Bursts of light like camera flashes lit the battle in vivid stills as Ember Celica poured forth explosive death. Rending claws encroached, time and again, only to be beaten back by pummeling fists and detonating shells, precise thrusts and glowing glyphs. A flare of red dust finally caught on an unfortunate tree, casting just enough light to reveal the rows upon rows of Grimm surrounding them. Too many to count, and definitely too many to kill.

"Yang…"

"I know, Weiss. I know." Her eyes outshone the firelight, burning crimson, and the steely determination in them was enough to send a chill deeper than the cold through Weiss's blood. "I've got a plan."

"No offense intended, Yang, but your plans are usually just telling someone to throw you at something. Or you throwing someone… at…" She whipped her head up to meet Yang's eyes, panic and pleading dancing in her own. "No- Yang, you can't."

"I have to."

"Yang no! There's no way you'd make it out and- and-"

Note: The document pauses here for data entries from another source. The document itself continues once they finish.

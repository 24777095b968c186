//! Entry framing: `[kind:1][length:4][payload][checksum:4]` for the V2 kinds
//! the encoder emits, and `[kind:1][payload, self-delimiting][checksum:4]` for
//! the V1 kinds the decoder must still accept. The checksum is a truncated
//! domain-separated hash over the kind byte and payload, catching torn writes
//! independently of whatever the payload's own codec (Compress) checks.

use crate::error::CoreError;
use crate::hash::{Hash, HashDomain};
use crate::pack::kind::EntryKind;

const CHECKSUM_LEN: usize = 4;

fn checksum(kind_byte: u8, payload: &[u8]) -> [u8; CHECKSUM_LEN] {
    let digest = Hash::digest(HashDomain::PackEntry, &[&[kind_byte], payload]);
    let mut out = [0u8; CHECKSUM_LEN];
    out.copy_from_slice(&digest.as_bytes()[..CHECKSUM_LEN]);
    out
}

#[derive(Debug, Clone, PartialEq, Eq)]
pub struct DecodedEntry {
    pub kind: EntryKind,
    pub payload: Vec<u8>,
}

/// Frames `payload` under `kind` using V2 (explicit length) framing.
pub fn encode_entry(kind: EntryKind, payload: &[u8]) -> Vec<u8> {
    let mut out = Vec::with_capacity(1 + 4 + payload.len() + CHECKSUM_LEN);
    out.push(kind.to_byte());
    out.extend_from_slice(&(payload.len() as u32).to_be_bytes());
    out.extend_from_slice(payload);
    out.extend_from_slice(&checksum(kind.to_byte(), payload));
    out
}

/// Decodes one framed entry starting at `bytes[0]`. `offset` is only used to
/// annotate errors with the entry's position in the pack file. Returns the
/// decoded entry and the number of bytes consumed (so the caller can advance
/// past it during a scan).
pub fn decode_entry(bytes: &[u8], offset: u64) -> Result<(DecodedEntry, usize), CoreError> {
    let kind_byte = *bytes.first().ok_or(CoreError::CorruptedEntry {
        offset,
        field: "kind",
    })?;
    let kind = EntryKind::from_byte(kind_byte)?;
    let rest = &bytes[1..];
    let (payload, consumed_after_kind) = if kind.is_v1() {
        probe_v1_payload(rest, offset)?
    } else {
        decode_v2_payload(rest, offset)?
    };
    let before_checksum = 1 + consumed_after_kind;
    let total = before_checksum + CHECKSUM_LEN;
    if bytes.len() < total {
        return Err(CoreError::CorruptedEntry {
            offset,
            field: "checksum",
        });
    }
    let expected = checksum(kind_byte, &payload);
    if bytes[before_checksum..total] != expected {
        return Err(CoreError::CorruptedEntry {
            offset,
            field: "checksum",
        });
    }
    Ok((DecodedEntry { kind, payload }, total))
}

fn decode_v2_payload(rest: &[u8], offset: u64) -> Result<(Vec<u8>, usize), CoreError> {
    if rest.len() < 4 {
        return Err(CoreError::CorruptedEntry {
            offset,
            field: "length",
        });
    }
    let mut len_bytes = [0u8; 4];
    len_bytes.copy_from_slice(&rest[..4]);
    let len = u32::from_be_bytes(len_bytes) as usize;
    if rest.len() < 4 + len {
        return Err(CoreError::CorruptedEntry {
            offset,
            field: "payload",
        });
    }
    Ok((rest[4..4 + len].to_vec(), 4 + len))
}

/// V1 entries carry no length header; the payload (a Compress value encoded
/// as JSON) is self-delimiting, so the number of bytes it occupies is
/// recovered from where the JSON parser stopped.
fn probe_v1_payload(rest: &[u8], offset: u64) -> Result<(Vec<u8>, usize), CoreError> {
    let mut de = serde_json::Deserializer::from_slice(rest);
    let _value: serde_json::Value =
        serde::Deserialize::deserialize(&mut de).map_err(|_| CoreError::CorruptedEntry {
            offset,
            field: "v1.payload",
        })?;
    let consumed = de.byte_offset();
    Ok((rest[..consumed].to_vec(), consumed))
}
//! `irmin-ppidx`: dumps a `FileStore`'s hash index as one text line per entry
//! (`hash offset length kind`), in pack offset order.

use anyhow::{Context, Result};
use clap::Parser;
use irmin_core::store::FileStore;
use std::path::PathBuf;

#[derive(Parser)]
#[command(about = "List the pack index entries of an Irmin-style store")]
struct Args {
    /// Store root directory (contains `store.pack` and `store.index`).
    root: PathBuf,
}

fn main() -> Result<()> {
    env_logger::init();
    let args = Args::parse();

    let store = FileStore::open(&args.root)
        .with_context(|| format!("opening pack store at {}", args.root.display()))?;

    for (hash, offset, length, kind) in store.iter_index()? {
        println!("{} {} {} {:?}", hash, offset, length, kind);
    }
    Ok(())
}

"I'm sorry, Weiss. I just…" She smiled, and Weiss's heart broke. "I wish we'd had more time. Tell Ruby…" She looked away for just a moment, blinking rapidly. "Shit, I'm no good at this. Tell her something good, okay?"

"Yang please, don't-"

A snarl cut through her words, deep and powerful. A hulking figure strode through the assembled horde, looming huge even on all fours. A Greater Beowolf, no doubt the leader of the group. It rushed them with a roar, and Weiss was wrapped in Yang's arms in an instant.

Time slowed to a crawl.

The beast raised a claw, cracked and blood-stained talons glinting in the dancing firelight.

The ground dropped out from beneath her.

Yang's semblance flared hot enough to sear a handprint into Weiss's shoulder, burning clean through her coat.

She flew.

The beowolf's claw fell like an executioner's axe, onto the extended right arm that had held her only a moment before.

Weiss screamed, but the wind stole away her words.